Apple is not the only electronics company doing business within a troubling supply system. Bleak working conditions have been documented at factories manufacturing products for Dell, Hewlett-Packard, I.B.M., Lenovo, Motorola, Nokia, Sony, Toshiba and others. 

Current and former Apple executives, moreover, say the company has made significant strides in improving factories in recent years. Apple has a supplier code of conduct that details standards on labor issues, safety protections and other topics. The company has mounted a vigorous auditing campaign, and when abuses are discovered, Apple says, corrections are demanded. 

And Apple’s annual supplier responsibility reports, in many cases, are the first to report abuses. This month, for the first time, the company released a list identifying many of its suppliers.
But significant problems remain. More than half of the suppliers audited by Apple have violated at least one aspect of the code of conduct every year since 2007, according to Apple’s reports, and in some instances have violated the law. While many violations involve working conditions, rather than safety hazards, troubling patterns persist. 
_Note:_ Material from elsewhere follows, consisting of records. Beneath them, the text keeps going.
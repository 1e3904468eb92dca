use super::game::GameWrapper;
use serde::{Deserialize, Serialize};

#[derive(Debug, Clone, PartialEq, Default, Serialize, Deserialize)]
pub struct ScoreboardResponse {
    #[serde(default)]
    pub games: Vec<GameWrapper>,
}

/// Schedule payload. The metadata fields are echoed back untouched.
#[derive(Debug, Clone, PartialEq, Default, Serialize, Deserialize)]
pub struct ScheduleResponse {
    #[serde(rename = "inputMD5Sum", default)]
    pub input_md5_sum: Option<String>,
    #[serde(rename = "instanceId", default)]
    pub instance_id: Option<String>,
    #[serde(default)]
    pub updated_at: Option<String>,
    #[serde(rename = "hideRank", default)]
    pub hide_rank: Option<bool>,
    #[serde(default)]
    pub games: Vec<GameWrapper>,
}
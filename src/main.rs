// src/main.rs
mod cli;
mod commands;
mod logging;

use clap::Parser;
use cli::Args;
use ncaa_casablanca::config::Config;
use ncaa_casablanca::container::Container;
use ncaa_casablanca::error::AppError;
use std::process::ExitCode;
use tracing::{error, info};

async fn run(args: Args) -> Result<(), AppError> {
    let config = Config::load().await?;

    let (log_file_path, _guard) = logging::setup_logging(&args, config.log_file_path.as_ref()).await?;
    info!("Logs are written to {log_file_path}");

    let container = Container::with_logging(config)?;
    commands::run_command(&args.command, &container)
        .await
        .inspect_err(|e| error!("Command failed: {e}"))
}

#[tokio::main]
async fn main() -> ExitCode {
    let args = Args::parse();

    match run(args).await {
        Ok(()) => ExitCode::SUCCESS,
        Err(e) => {
            eprintln!("Error: {e}");
            ExitCode::FAILURE
        }
    }
}
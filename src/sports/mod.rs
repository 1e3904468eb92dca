//! Sports discovery from the NCAA navigation page.

pub mod fetcher;
pub mod gender_resolver;
pub mod models;
pub mod parser;
pub mod service;

pub use fetcher::{HtmlFetcher, ReqwestHtmlFetcher};
pub use gender_resolver::{DefaultGenderResolver, GenderResolver};
pub use models::{Gender, Season, Sport};
pub use parser::parse_sports;
pub use service::{NcaaSportsService, filter_sports, sort_sports};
“Apple never cared about anything other than increasing product quality and decreasing production cost,” said Li Mingqi, who until April worked in management at Foxconn Technology, one of Apple’s most important manufacturing partners. Mr. Li, who is suing Foxconn over his dismissal, helped manage the Chengdu factory where the explosion occurred.
“Workers’ welfare has nothing to do with their interests,” he said. 

Some former Apple executives say there is an unresolved tension within the company: executives want to improve conditions within factories, but that dedication falters when it conflicts with crucial supplier relationships or the fast delivery of new products. Tuesday, Apple reported one of the most lucrative quarters of any corporation in history, with $13.06 billion in profits on $46.3 billion in sales. Its sales would have been even higher, executives said, if overseas factories had been able to produce more. 

Executives at other corporations report similar internal pressures. This system may not be pretty, they argue, but a radical overhaul would slow innovation. Customers want amazing new electronics delivered every year. 

“We’ve known about labor abuses in some factories for four years, and they’re still going on,” said one former Apple executive who, like others, spoke on the condition of anonymity because of confidentiality agreements. “Why? Because the system works for us. Suppliers would change everything tomorrow if Apple told them they didn’t have another choice.” 

“If half of iPhones were malfunctioning, do you think Apple would let it go on for four years?” the executive asked.